One definition has it that crony capitalism may be exhibited by favouritism in the distribution of legal permits, government grants, special tax breaks, or other forms of state interventionism. Music to the ears of orchestras reliant on funding. Fuel to an airline keen to dominate the skies. Insurance against excessive taxes for a mining company. Licence to be consulted by organisations representing special interests…for example.
In the current Voice referendum debate, the profit motivation for corporate cronyism is coupled with the notion of a perceived social virtue that is popular as well as the government’s pet project. That perception has now been shaken by polling that no longer shows that.

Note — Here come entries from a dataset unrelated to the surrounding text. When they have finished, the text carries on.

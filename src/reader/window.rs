use std::fs::File;
use std::io::{BufReader, Read, Seek, SeekFrom};
use std::path::{Path, PathBuf};
use std::sync::Arc;

use crate::error::{IoContext, Result};
use crate::index::LineIndex;

use super::{clamp_range, strip_terminator};

/// Sequential reader positioned by index offsets.
///
/// Contiguous lines need one seek; a gap (or a span missing from a partially
/// built index) is handled per line.
struct SpanReader {
    path: PathBuf,
    reader: BufReader<File>,
    position: u64,
}

impl SpanReader {
    fn open(path: &Path) -> Result<Self> {
        let file = File::open(path).at_path(path)?;
        Ok(Self {
            path: path.to_path_buf(),
            reader: BufReader::new(file),
            position: 0,
        })
    }

    fn read_line(&mut self, index: &LineIndex, line: usize) -> Result<String> {
        let Some((start, end)) = index.line_span(line) else {
            return Ok(String::new());
        };

        if start != self.position {
            self.reader
                .seek(SeekFrom::Start(start))
                .at_path(&self.path)?;
            self.position = start;
        }

        let mut buf = Vec::with_capacity((end - start) as usize);
        let read = (&mut self.reader)
            .take(end - start)
            .read_to_end(&mut buf)
            .at_path(&self.path)?;
        self.position += read as u64;

        Ok(strip_terminator(String::from_utf8_lossy(&buf).into_owned()))
    }
}

/// Read lines `start..=end` (1-based, clamped to the file).
///
/// Out-of-range requests are clamped rather than rejected, so
/// `read_range(path, idx, -5, 1_000_000_000)` returns every line.
pub fn read_range(path: &Path, index: &LineIndex, start: i64, end: i64) -> Result<Vec<String>> {
    let Some((start, end)) = clamp_range(start, end, index.total_lines()) else {
        return Ok(Vec::new());
    };

    let mut reader = SpanReader::open(path)?;
    (start..=end)
        .map(|line| reader.read_line(index, line))
        .collect()
}

/// Read a single line. Clamped like `read_range`.
pub fn read_one(path: &Path, index: &LineIndex, line: i64) -> Result<Option<String>> {
    Ok(read_range(path, index, line, line)?.into_iter().next())
}

/// Lazy forward iteration over `start..=end` (or to end of file).
///
/// The iterator owns its file handle and index snapshot. It is single-pass:
/// iterate again by calling `iter_range` again.
pub fn iter_range(
    path: &Path,
    index: Arc<LineIndex>,
    start: i64,
    end: Option<i64>,
) -> Result<LineIter> {
    let total = index.total_lines();
    let end = end.unwrap_or(total as i64);
    let Some((start, end)) = clamp_range(start, end, total) else {
        return Ok(LineIter::empty(index));
    };

    Ok(LineIter {
        reader: Some(SpanReader::open(path)?),
        index,
        next: start,
        end,
    })
}

/// Iterator returned by [`iter_range`].
pub struct LineIter {
    reader: Option<SpanReader>,
    index: Arc<LineIndex>,
    next: usize,
    end: usize,
}

impl LineIter {
    fn empty(index: Arc<LineIndex>) -> Self {
        Self {
            reader: None,
            index,
            next: 1,
            end: 0,
        }
    }

    /// Lines not yet yielded.
    pub fn remaining(&self) -> usize {
        if self.reader.is_none() {
            0
        } else {
            (self.end + 1).saturating_sub(self.next)
        }
    }
}

impl Iterator for LineIter {
    type Item = Result<(usize, String)>;

    fn next(&mut self) -> Option<Self::Item> {
        let reader = self.reader.as_mut()?;

        if self.next > self.end {
            self.reader = None;
            return None;
        }

        let line = self.next;
        self.next += 1;

        match reader.read_line(&self.index, line) {
            Ok(content) => {
                if self.next > self.end {
                    self.reader = None;
                }
                Some(Ok((line, content)))
            }
            Err(e) => {
                self.reader = None;
                Some(Err(e))
            }
        }
    }

    fn size_hint(&self) -> (usize, Option<usize>) {
        let remaining = self.remaining();
        (0, Some(remaining))
    }
}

Those companies and organisations which glued themselves to the YES poster may now be experiencing buyer’s remorse. At the risk of stretching the metaphor, the SSO showed itself tone deaf. Incidentally, while critics of the SSO’s bum note in trumpeting its support are vocal, there are no equivalent public supporters of the announcement from the stage.
Of course, such organisations would argue in their defence that they are sincere in their opinion. The problem with that defence is that it doesn’t realistically reflect the opinions of its shareholders, or the wider cohort of stakeholders who contribute in some way to their economic existence. ‘They’ in this context just means those in the management who bulldozed the decision through.
Given the vehemence with which the Voice referendum debate is conducted (remember Lidia Thorpe’s blak activist roar, “this is a war!”), the cronies inflame the conflict even further by their massive intervention, exacerbating the resentment that grows from that behaviour.
But let’s wait and see how (and if) these fires are doused once the votes are counted. How would the Crony Club react to a NO, watching its investments – in cash and effort and emotion – washed away by the majority vote? Indeed, how both camps respond to either result is a matter of great import to Australian society. A test of national character, perhaps.
As old Epictetus, born a slave, said a long time ago, “It’s not what happens to you but how you react to it that matters.”